# Another Cut-out, Changing Vac Advice



## beegeorge (Apr 19, 2012)

it is impossible to predict that since the size of the hives vary so much,,


----------



## tefer2 (Sep 13, 2009)

You mite try to seal up the joints between the boxes with some weather stripping. Most have problems with the design sucking to much! That's why you need the flapper on the top box. Even if your using a cheap shop vac the design will suck the comb off the wall. You must have a leak somewhere in the system. I gave my bucket vac away long ago.
Google usually finds info.


----------



## Rube63 (Jun 28, 2010)

I have one of these and the only time I had a problem with it was the day I had the bottom half on upside down. No kidding


----------



## beegeorge (Apr 19, 2012)

check out the web site Keeping-honey-bees.com and look at their plans for a vac,,



I built this and modified it to just have the shop vac hose suck from the sliding top,, rather than have it fully inserted,,... I also duct tape all joints, and have the VENT to regulate the suction power,, 

has served me well for over 3 yrs,,


----------



## odfrank (May 13, 2002)

tefer2 said:


> You mite try to seal up the joints between the boxes with some weather stripping. Most have problems with the design sucking to much! That's why you need the flapper on the top box. Even if your using a cheap shop vac the design will suck the comb off the wall. You must have a leak somewhere in the system.


I agree, operator error. When I use my Bushkill I leave the vent wide open or there is way too much suction. Poor craftsmen blame their tools, or built them wrong.


----------



## BackYardPhenomena (Jul 11, 2012)

Yeah I built the same one. The shop vac I built is to large to fit on an 8 frame box. So put a hole in the top and put the the hose down side in stead.
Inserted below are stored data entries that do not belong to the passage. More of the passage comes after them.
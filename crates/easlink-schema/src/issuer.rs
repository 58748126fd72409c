//! # Issuer Validation (Soft Gate)
//!
//! Asks the schema's resolver contract whether the attestation's signer is
//! an authorized issuer: `validateSignature(rootKeyUID, signer) → bool`.
//!
//! This gate is deliberately non-fatal. "Could not confirm trust" is a
//! different condition from "attestation is malformed or forged", so every
//! failure here — RPC error, decode error, missing chain constants —
//! degrades to `false` and processing continues. The degradation site logs
//! the underlying cause so transient outages remain distinguishable from
//! genuine non-authorization in the logs.

use alloy_dyn_abi::DynSolValue;
use alloy_primitives::Address;

use easlink_core::{chain_config, ChainId};

use crate::caller::ContractCaller;

/// Human-readable signature of the resolver's issuer check.
const VALIDATE_SIGNATURE: &str = "validateSignature(bytes32 rootKeyUID, address signer) returns (bool)";

/// Check whether `signer` is an authorized issuer per the schema's
/// `resolver` contract. Never fails: any error degrades to `false`.
pub async fn validate_issuer<C: ContractCaller>(
    caller: &C,
    chain: ChainId,
    resolver: Address,
    signer: Address,
) -> bool {
    let Some(config) = chain_config(chain) else {
        tracing::warn!(%chain, "issuer validation degraded to unverified: chain not configured");
        return false;
    };
    if resolver == Address::ZERO {
        tracing::warn!(%chain, "issuer validation degraded to unverified: schema has no resolver");
        return false;
    }

    let args = [
        DynSolValue::FixedBytes(config.root_key_uid, 32),
        DynSolValue::Address(signer),
    ];
    match caller.call(chain, resolver, VALIDATE_SIGNATURE, &args).await {
        Ok(values) => match values.as_slice() {
            [DynSolValue::Bool(valid)] => *valid,
            other => {
                tracing::warn!(
                    %chain,
                    slots = other.len(),
                    "issuer validation degraded to unverified: non-boolean return"
                );
                false
            }
        },
        Err(e) => {
            tracing::warn!(%chain, error = %e, "issuer validation degraded to unverified");
            false
        }
    }
}
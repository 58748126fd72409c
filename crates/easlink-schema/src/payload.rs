//! # Schema-Driven Payload Decoding
//!
//! A schema string is a comma-separated list of `"type name"` pairs, e.g.
//! `"string eventId,string ticketId,uint8 ticketClass,bytes commitment"`.
//! Declared types are normalized before resolution: every `intN`/`uintN`
//! width widens to `uint256` and every sized `bytesN` widens to `bytes32`
//! (the bare `bytes` keyword stays dynamic). The attestation's data blob
//! is then ABI-decoded against the normalized type list, yielding one
//! named value per field in declaration order.

use alloy_dyn_abi::{DynSolType, DynSolValue};
use alloy_primitives::Bytes;

use easlink_core::{AttestationError, AttestationField, Cause, TypedValue};

/// Field layout of legacy tickets issued before schema registration: used
/// whenever a record carries no schema uid.
pub const LEGACY_TICKET_SCHEMA: &str =
    "string eventId,string ticketId,uint8 ticketClass,bytes commitment";

/// A parsed and normalized schema field declaration.
#[derive(Debug, Clone, PartialEq, Eq)]
pub struct SchemaField {
    /// Declared field name.
    pub name: String,
    /// The resolution-time ABI type, after width normalization.
    pub ty: DynSolType,
}

/// Widen a declared type for resolution purposes.
///
/// Any `intN`/`uintN` variant becomes `uint256`; any sized `bytesN`
/// becomes `bytes32`; everything else passes through unchanged. The
/// narrower declared width is not preserved downstream.
pub fn normalize_type(declared: &str) -> String {
    let t = declared.trim();
    let all_digits = |s: &str| s.chars().all(|c| c.is_ascii_digit());

    if let Some(rest) = t.strip_prefix("uint") {
        if all_digits(rest) {
            return "uint256".to_string();
        }
    }
    if let Some(rest) = t.strip_prefix("int") {
        if all_digits(rest) {
            return "uint256".to_string();
        }
    }
    if let Some(rest) = t.strip_prefix("bytes") {
        if !rest.is_empty() && all_digits(rest) {
            return "bytes32".to_string();
        }
    }
    t.to_string()
}

/// Parse a schema string into named, normalized ABI types.
///
/// Returns `None` when any pair fails to parse; the whole schema is
/// unusable then.
pub fn parse_schema_fields(schema: &str) -> Option<Vec<SchemaField>> {
    let declared: Vec<&str> = schema
        .split(',')
        .map(str::trim)
        .filter(|s| !s.is_empty())
        .collect();

    let mut fields = Vec::with_capacity(declared.len());
    for pair in &declared {
        let mut tokens = pair.split_whitespace();
        let ty_token = tokens.next()?;
        let name = tokens.next()?;
        if tokens.next().is_some() {
            return None;
        }
        let ty: DynSolType = normalize_type(ty_token).parse().ok()?;
        fields.push(SchemaField {
            name: name.to_string(),
            ty,
        });
    }

    Some(fields)
}

/// Convert a decoded ABI value into the engine's tagged union.
fn to_typed(value: DynSolValue) -> TypedValue {
    match value {
        DynSolValue::Address(a) => TypedValue::Address(a),
        DynSolValue::String(s) => TypedValue::String(s),
        DynSolValue::Bytes(b) => TypedValue::Bytes(Bytes::from(b)),
        DynSolValue::FixedBytes(word, size) => {
            TypedValue::Bytes(Bytes::copy_from_slice(&word.as_slice()[..size]))
        }
        DynSolValue::Int(i, _) => TypedValue::Int(i),
        DynSolValue::Uint(u, _) => TypedValue::Uint(u),
        DynSolValue::Bool(b) => TypedValue::Bool(b),
        // Arrays, tuples, and functions are not part of any supported
        // attestation schema; they decode to a boolean placeholder.
        _ => TypedValue::Bool(false),
    }
}

/// Decode an attestation data blob against a schema string.
///
/// Produces one [`AttestationField`] per declared field, preserving
/// declaration order. Fails with the payload-extraction cause when the
/// schema string is unusable or the blob does not decode against it.
pub fn decode_payload_fields(
    schema: &str,
    data: &[u8],
) -> Result<Vec<AttestationField>, AttestationError> {
    let fields = parse_schema_fields(schema).ok_or_else(|| {
        AttestationError::ExtractAttestationFailed(Cause::ExtractData(format!(
            "unusable schema string: {schema:?}"
        )))
    })?;

    let tuple = DynSolType::Tuple(fields.iter().map(|f| f.ty.clone()).collect());
    let decoded = tuple.abi_decode_sequence(data).map_err(|e| {
        AttestationError::ExtractAttestationFailed(Cause::ExtractData(e.to_string()))
    })?;

    let values = match decoded {
        DynSolValue::Tuple(values) => values,
        single => vec![single],
    };
    if values.len() != fields.len() {
        return Err(AttestationError::ExtractAttestationFailed(
            Cause::ExtractData(format!(
                "decoded {} values for {} declared fields",
                values.len(),
                fields.len()
            )),
        ));
    }

    Ok(fields
        .into_iter()
        .zip(values)
        .map(|(field, value)| AttestationField::new(field.name, to_typed(value)))
        .collect())
}
//! # URL Transport Decoding
//!
//! Attestations travel as `base64url(gzip(json-array-string))` embedded in
//! a URL, either as a fragment (`https://…#attestation=<payload>`) or as a
//! `ticket`/`attestation` query parameter. Extraction checks the fragment
//! first, then the query.
//!
//! Percent-decoding is done by hand on the raw fragment/query text rather
//! than through form-urlencoded parsing: a `+` inside a base64 payload is
//! payload, not an encoded space.

use base64::engine::general_purpose::STANDARD;
use base64::Engine;
use flate2::read::GzDecoder;
use flate2::write::GzEncoder;
use flate2::Compression;
use percent_encoding::percent_decode_str;
use std::io::{Read, Write};
use url::Url;

use easlink_core::{AttestationError, Cause};

/// Query parameter names that may carry the payload.
const QUERY_KEYS: &[&str] = &["ticket", "attestation"];

/// Extract the encoded attestation payload from a URL.
///
/// Order: (a) a fragment pair `attestation=<value>`, then (b) a query
/// parameter named `ticket` or `attestation`. Fails with
/// [`AttestationError::ParseAttestationUrlFailed`] when neither is present
/// or the URL does not parse at all.
pub fn extract_payload(url: &str) -> Result<String, AttestationError> {
    let parsed = Url::parse(url).map_err(|_| AttestationError::ParseAttestationUrlFailed)?;

    if let Some(fragment) = parsed.fragment() {
        for pair in fragment.split('&') {
            if let Some(value) = pair.strip_prefix("attestation=") {
                return decode_component(value);
            }
        }
    }

    if let Some(query) = parsed.query() {
        for pair in query.split('&') {
            let Some((key, value)) = pair.split_once('=') else {
                continue;
            };
            if QUERY_KEYS.contains(&key) {
                return decode_component(value);
            }
        }
    }

    Err(AttestationError::ParseAttestationUrlFailed)
}

/// Percent-decode a raw URL component into the payload string.
fn decode_component(raw: &str) -> Result<String, AttestationError> {
    percent_decode_str(raw)
        .decode_utf8()
        .map(|s| s.into_owned())
        .map_err(|_| AttestationError::ParseAttestationUrlFailed)
}

/// Reverse the transport encoding: base64url → base64 character
/// substitution, pad to a multiple of 4, base64-decode, gzip-inflate.
///
/// Any step failing maps to the unzip cause under
/// [`AttestationError::ExtractAttestationFailed`].
pub fn decode_payload(payload: &str) -> Result<Vec<u8>, AttestationError> {
    let mut normalized = payload.replace('_', "/").replace('-', "+");
    while normalized.len() % 4 != 0 {
        normalized.push('=');
    }

    let compressed = STANDARD
        .decode(normalized.as_bytes())
        .map_err(|e| AttestationError::ExtractAttestationFailed(Cause::Unzip(e.to_string())))?;

    let mut inflated = Vec::new();
    GzDecoder::new(compressed.as_slice())
        .read_to_end(&mut inflated)
        .map_err(|e| AttestationError::ExtractAttestationFailed(Cause::Unzip(e.to_string())))?;
    Ok(inflated)
}

/// Inverse of [`decode_payload`]: gzip-deflate, base64, URL-safe character
/// substitution, padding stripped. Used when constructing attestation
/// links and by the round-trip tests.
pub fn encode_payload(bytes: &[u8]) -> String {
    let mut encoder = GzEncoder::new(Vec::new(), Compression::default());
    // Writing to a Vec cannot fail.
    encoder.write_all(bytes).expect("write to Vec");
    let compressed = encoder.finish().expect("finish gzip stream");

    STANDARD
        .encode(compressed)
        .replace('/', "_")
        .replace('+', "-")
        .trim_end_matches('=')
        .to_string()
}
I still have the parts which I did use weather sealer. Was thinking of caulking all the cracks???

Maybe I should just get together a 10 frame size so I can set the vac on top?


----------



## BackYardPhenomena (Jul 11, 2012)

I also noticed the plan doesn't have a cutout shim in it, Mabye that's where I was losing air pressure.


----------



## MichaelShantz (May 9, 2010)

I don't claim any professional wizardry here but for what its worth here is my design. http://picasaweb.google.com/MichaelJShantz/BeeHive4302010#5618492356089282370
Since the volume of air per second that flows into the input nozzle is the same as the volume that flows down the hose, making the nozzle have half the cross sectional area of the main vacuum hose means the nozzle air input will be moving twice as fast. So you can make it suck more by making the input nozzle smaller, while the bees banging down the hose won't go any faster, if that's any help. With my current nozzle, it sucks enough but is so small that it takes a lot of time to vacuum them in. Mine doesn't kill bees so I guess I could increase the vacuum and the nozzle until it does, then get a bigger diameter hose to slow the bees down in the hose.


----------



## tefer2 (Sep 13, 2009)

If anything the cutout shim will just give you another place for a leak. I just use a screened shim under my top. After removing the top I have plenty of ventilation. I normally place the brood comb into another box and combine when I get home. You already built it, you may as well use it. You will have to do some detective work to solve your problem though.


----------



## deknow (Jul 17, 2006)

I used to do IT work for a taxi company (fairly large)...GPS was only given to drivers that were having serious problems...everyone recognized that drivers do a better job when they know the area rather than following a GPS.

Cutouts with a bee vac is similar....it works...it can get you out of a jam...but generally, things work much better if you don't use it.

deknow


----------



## stevedc (Feb 24, 2012)

I say, fire up your smoker and turn on your vac. Blow some smoke and see where it's going in.


----------



## Mr.Beeman (May 19, 2012)

Good advice Steve.
I use wide painters tape to seal up the joints while in use. The tape does it's job, is easy to remove, doesn't leave a sticky mess and will not pull off the paint.


----------



## DLMKA (Feb 7, 2012)

I smeared a coating of silicone caulk on my bushkill vac jus to help seal up any gaps between boxes. I had to use mine with the throttle plate nearly full open.


----------